===== Stored data =====
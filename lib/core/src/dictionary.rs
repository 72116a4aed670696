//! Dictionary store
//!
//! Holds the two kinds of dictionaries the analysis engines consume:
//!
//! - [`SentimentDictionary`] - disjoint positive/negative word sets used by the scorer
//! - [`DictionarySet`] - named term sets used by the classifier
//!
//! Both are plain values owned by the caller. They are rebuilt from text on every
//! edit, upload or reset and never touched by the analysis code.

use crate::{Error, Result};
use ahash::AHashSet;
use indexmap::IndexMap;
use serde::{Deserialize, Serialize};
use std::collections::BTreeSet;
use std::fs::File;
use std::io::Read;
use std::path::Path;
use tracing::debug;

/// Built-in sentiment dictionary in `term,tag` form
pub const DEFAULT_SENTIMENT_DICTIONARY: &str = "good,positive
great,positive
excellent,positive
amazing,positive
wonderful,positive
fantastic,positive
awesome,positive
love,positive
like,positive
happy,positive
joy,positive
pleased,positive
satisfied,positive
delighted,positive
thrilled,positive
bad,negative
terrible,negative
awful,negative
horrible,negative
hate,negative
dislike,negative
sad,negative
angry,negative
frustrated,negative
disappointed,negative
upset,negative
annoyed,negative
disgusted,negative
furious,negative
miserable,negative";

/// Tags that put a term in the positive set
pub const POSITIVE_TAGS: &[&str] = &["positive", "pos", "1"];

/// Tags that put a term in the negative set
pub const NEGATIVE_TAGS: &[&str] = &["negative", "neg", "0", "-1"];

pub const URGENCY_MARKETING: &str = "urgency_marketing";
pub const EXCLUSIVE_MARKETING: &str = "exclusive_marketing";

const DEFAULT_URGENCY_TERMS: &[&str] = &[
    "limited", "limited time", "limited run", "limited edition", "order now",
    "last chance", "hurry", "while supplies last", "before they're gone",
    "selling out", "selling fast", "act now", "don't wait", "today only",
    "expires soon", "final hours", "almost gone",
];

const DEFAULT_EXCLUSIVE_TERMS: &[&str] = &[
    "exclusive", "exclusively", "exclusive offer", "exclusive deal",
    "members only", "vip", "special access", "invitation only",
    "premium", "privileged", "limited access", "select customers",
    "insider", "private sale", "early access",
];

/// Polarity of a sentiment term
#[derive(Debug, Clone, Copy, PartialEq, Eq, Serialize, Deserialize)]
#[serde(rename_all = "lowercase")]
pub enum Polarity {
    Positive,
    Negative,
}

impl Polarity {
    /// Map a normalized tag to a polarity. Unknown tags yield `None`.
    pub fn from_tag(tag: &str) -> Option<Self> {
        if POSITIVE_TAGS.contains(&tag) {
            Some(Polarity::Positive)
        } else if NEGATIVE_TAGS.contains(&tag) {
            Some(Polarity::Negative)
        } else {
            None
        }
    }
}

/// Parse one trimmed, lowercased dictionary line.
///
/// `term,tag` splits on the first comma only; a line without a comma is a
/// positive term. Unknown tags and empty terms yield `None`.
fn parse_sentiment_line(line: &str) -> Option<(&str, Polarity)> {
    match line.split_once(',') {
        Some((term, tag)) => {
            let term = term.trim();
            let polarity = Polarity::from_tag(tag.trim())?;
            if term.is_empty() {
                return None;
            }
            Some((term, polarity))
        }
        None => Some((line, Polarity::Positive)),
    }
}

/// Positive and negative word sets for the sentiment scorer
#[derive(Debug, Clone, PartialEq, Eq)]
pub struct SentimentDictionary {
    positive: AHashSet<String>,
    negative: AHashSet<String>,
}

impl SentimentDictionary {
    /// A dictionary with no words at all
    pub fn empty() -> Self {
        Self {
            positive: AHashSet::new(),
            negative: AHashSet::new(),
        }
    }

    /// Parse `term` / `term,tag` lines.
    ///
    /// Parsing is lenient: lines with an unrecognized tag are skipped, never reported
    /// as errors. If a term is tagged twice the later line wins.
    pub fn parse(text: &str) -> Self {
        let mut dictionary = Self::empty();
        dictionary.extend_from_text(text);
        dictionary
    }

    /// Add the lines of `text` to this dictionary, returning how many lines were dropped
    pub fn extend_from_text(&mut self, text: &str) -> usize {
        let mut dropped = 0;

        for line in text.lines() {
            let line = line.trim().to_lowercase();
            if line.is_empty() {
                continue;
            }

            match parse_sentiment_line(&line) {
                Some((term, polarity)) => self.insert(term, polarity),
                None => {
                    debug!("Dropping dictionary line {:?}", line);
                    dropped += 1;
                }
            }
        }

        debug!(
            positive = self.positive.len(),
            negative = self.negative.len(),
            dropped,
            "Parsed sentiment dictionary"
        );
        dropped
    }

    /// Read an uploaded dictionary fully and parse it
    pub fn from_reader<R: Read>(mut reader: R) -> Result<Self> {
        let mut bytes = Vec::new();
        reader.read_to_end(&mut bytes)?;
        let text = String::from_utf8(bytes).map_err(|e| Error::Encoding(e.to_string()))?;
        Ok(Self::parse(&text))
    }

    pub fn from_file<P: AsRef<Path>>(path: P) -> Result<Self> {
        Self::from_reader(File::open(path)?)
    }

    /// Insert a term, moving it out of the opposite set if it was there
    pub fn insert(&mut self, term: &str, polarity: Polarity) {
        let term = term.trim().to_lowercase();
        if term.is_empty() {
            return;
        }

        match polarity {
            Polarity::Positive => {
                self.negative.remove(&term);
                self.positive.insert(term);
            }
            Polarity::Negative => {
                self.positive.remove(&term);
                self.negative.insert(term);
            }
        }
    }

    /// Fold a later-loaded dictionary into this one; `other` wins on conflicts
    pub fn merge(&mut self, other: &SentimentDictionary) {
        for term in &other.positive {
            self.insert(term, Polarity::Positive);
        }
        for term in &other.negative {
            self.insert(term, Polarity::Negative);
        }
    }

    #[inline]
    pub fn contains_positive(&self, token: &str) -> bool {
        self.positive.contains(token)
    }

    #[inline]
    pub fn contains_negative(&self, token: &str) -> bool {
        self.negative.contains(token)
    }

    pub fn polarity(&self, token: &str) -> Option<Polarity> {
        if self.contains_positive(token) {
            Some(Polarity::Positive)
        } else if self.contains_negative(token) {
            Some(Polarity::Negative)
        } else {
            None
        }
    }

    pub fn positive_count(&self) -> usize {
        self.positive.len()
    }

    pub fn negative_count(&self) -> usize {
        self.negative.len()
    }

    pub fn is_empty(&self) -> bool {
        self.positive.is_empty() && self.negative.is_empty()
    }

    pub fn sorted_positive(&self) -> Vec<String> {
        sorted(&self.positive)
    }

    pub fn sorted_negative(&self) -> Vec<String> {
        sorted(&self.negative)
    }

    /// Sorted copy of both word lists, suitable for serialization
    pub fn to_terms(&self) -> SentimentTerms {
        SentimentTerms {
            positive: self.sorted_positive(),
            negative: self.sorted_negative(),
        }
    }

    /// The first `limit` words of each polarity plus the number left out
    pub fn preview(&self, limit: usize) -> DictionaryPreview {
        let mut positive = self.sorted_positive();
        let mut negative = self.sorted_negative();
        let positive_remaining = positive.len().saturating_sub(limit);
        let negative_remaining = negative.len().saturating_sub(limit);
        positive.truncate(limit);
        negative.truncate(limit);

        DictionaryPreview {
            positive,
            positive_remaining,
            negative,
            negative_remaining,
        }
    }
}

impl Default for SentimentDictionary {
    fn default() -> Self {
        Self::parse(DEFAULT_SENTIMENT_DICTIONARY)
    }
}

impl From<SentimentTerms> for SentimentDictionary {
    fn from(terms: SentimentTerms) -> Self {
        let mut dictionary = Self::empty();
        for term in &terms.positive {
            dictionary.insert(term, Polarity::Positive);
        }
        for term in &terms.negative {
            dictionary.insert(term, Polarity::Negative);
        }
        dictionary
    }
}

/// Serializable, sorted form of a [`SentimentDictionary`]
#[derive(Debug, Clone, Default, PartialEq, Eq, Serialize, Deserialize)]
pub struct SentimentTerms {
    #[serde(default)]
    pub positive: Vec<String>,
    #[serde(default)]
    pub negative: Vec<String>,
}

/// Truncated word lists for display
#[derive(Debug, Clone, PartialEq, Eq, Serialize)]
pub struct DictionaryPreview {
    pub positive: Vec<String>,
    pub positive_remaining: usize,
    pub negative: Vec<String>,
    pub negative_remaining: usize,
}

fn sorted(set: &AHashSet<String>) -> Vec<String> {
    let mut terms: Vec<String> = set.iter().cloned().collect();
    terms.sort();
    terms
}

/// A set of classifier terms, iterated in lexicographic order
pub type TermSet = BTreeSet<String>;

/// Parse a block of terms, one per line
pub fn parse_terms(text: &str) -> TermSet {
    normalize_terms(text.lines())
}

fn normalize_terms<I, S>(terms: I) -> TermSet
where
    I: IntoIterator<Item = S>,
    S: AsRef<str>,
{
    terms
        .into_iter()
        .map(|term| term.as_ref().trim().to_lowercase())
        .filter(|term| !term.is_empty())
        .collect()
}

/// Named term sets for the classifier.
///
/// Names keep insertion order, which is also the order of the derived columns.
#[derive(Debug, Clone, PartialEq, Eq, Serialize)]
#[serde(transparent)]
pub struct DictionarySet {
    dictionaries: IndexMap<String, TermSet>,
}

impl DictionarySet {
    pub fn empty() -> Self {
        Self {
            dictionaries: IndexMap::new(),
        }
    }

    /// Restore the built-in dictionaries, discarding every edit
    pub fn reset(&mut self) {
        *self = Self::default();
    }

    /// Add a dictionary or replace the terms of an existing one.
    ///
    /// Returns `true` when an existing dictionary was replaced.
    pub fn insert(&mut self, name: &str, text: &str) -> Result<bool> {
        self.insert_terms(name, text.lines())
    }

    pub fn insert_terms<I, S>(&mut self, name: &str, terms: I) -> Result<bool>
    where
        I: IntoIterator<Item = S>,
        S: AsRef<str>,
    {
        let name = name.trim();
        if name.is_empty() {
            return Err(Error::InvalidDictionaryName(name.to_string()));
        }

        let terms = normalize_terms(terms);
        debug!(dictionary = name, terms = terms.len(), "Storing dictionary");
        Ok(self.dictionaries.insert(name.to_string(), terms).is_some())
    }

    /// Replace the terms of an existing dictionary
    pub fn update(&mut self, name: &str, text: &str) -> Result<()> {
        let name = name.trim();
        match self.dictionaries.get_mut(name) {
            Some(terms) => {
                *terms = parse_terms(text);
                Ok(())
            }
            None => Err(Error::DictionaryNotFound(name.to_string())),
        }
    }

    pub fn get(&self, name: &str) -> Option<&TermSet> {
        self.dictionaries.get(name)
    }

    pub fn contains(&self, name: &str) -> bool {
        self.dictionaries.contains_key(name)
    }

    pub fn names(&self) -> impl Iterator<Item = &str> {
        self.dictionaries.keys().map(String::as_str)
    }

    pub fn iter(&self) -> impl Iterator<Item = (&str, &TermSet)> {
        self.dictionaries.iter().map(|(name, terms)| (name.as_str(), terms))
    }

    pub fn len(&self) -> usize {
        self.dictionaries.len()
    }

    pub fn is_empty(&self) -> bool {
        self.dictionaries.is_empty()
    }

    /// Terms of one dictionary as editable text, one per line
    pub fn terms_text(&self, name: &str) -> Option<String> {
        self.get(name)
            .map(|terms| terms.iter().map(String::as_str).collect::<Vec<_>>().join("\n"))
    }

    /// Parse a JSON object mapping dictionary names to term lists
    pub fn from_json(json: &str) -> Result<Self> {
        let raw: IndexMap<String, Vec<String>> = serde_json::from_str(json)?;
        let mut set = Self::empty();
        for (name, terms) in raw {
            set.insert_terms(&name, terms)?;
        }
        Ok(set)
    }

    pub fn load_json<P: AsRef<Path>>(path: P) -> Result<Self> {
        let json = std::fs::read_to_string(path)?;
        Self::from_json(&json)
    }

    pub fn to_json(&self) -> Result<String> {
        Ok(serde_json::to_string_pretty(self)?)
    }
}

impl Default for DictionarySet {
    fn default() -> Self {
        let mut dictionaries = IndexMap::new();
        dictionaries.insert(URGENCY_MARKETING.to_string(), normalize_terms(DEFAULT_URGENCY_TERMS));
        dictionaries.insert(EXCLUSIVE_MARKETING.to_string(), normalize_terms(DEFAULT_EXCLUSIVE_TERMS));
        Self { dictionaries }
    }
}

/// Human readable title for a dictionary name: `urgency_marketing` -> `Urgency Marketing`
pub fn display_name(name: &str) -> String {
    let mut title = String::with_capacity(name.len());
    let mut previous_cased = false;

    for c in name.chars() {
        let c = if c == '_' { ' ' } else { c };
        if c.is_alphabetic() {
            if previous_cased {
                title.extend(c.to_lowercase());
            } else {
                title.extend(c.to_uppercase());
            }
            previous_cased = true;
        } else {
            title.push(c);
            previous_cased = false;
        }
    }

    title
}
=====
What this task involves: Begin with the first line of the data above and, please, print each line exactly until you have printed the line containing "pub const URGENCY_MARKETING: &str"; print nothing else.

Result for this task:
filename lib/core/src/dictionary.rs
repository 72116a4aed670696
//! Dictionary store
//!
//! Holds the two kinds of dictionaries the analysis engines consume:
//!
//! - [`SentimentDictionary`] - disjoint positive/negative word sets used by the scorer
//! - [`DictionarySet`] - named term sets used by the classifier
//!
//! Both are plain values owned by the caller. They are rebuilt from text on every
//! edit, upload or reset and never touched by the analysis code.

use crate::{Error, Result};
use ahash::AHashSet;
use indexmap::IndexMap;
use serde::{Deserialize, Serialize};
use std::collections::BTreeSet;
use std::fs::File;
use std::io::Read;
use std::path::Path;
use tracing::debug;

/// Built-in sentiment dictionary in `term,tag` form
pub const DEFAULT_SENTIMENT_DICTIONARY: &str = "good,positive
great,positive
excellent,positive
amazing,positive
wonderful,positive
fantastic,positive
awesome,positive
love,positive
like,positive
happy,positive
joy,positive
pleased,positive
satisfied,positive
delighted,positive
thrilled,positive
bad,negative
terrible,negative
awful,negative
horrible,negative
hate,negative
dislike,negative
sad,negative
angry,negative
frustrated,negative
disappointed,negative
upset,negative
annoyed,negative
disgusted,negative
furious,negative
miserable,negative";

/// Tags that put a term in the positive set
pub const POSITIVE_TAGS: &[&str] = &["positive", "pos", "1"];

/// Tags that put a term in the negative set
pub const NEGATIVE_TAGS: &[&str] = &["negative", "neg", "0", "-1"];

pub const URGENCY_MARKETING: &str = "urgency_marketing";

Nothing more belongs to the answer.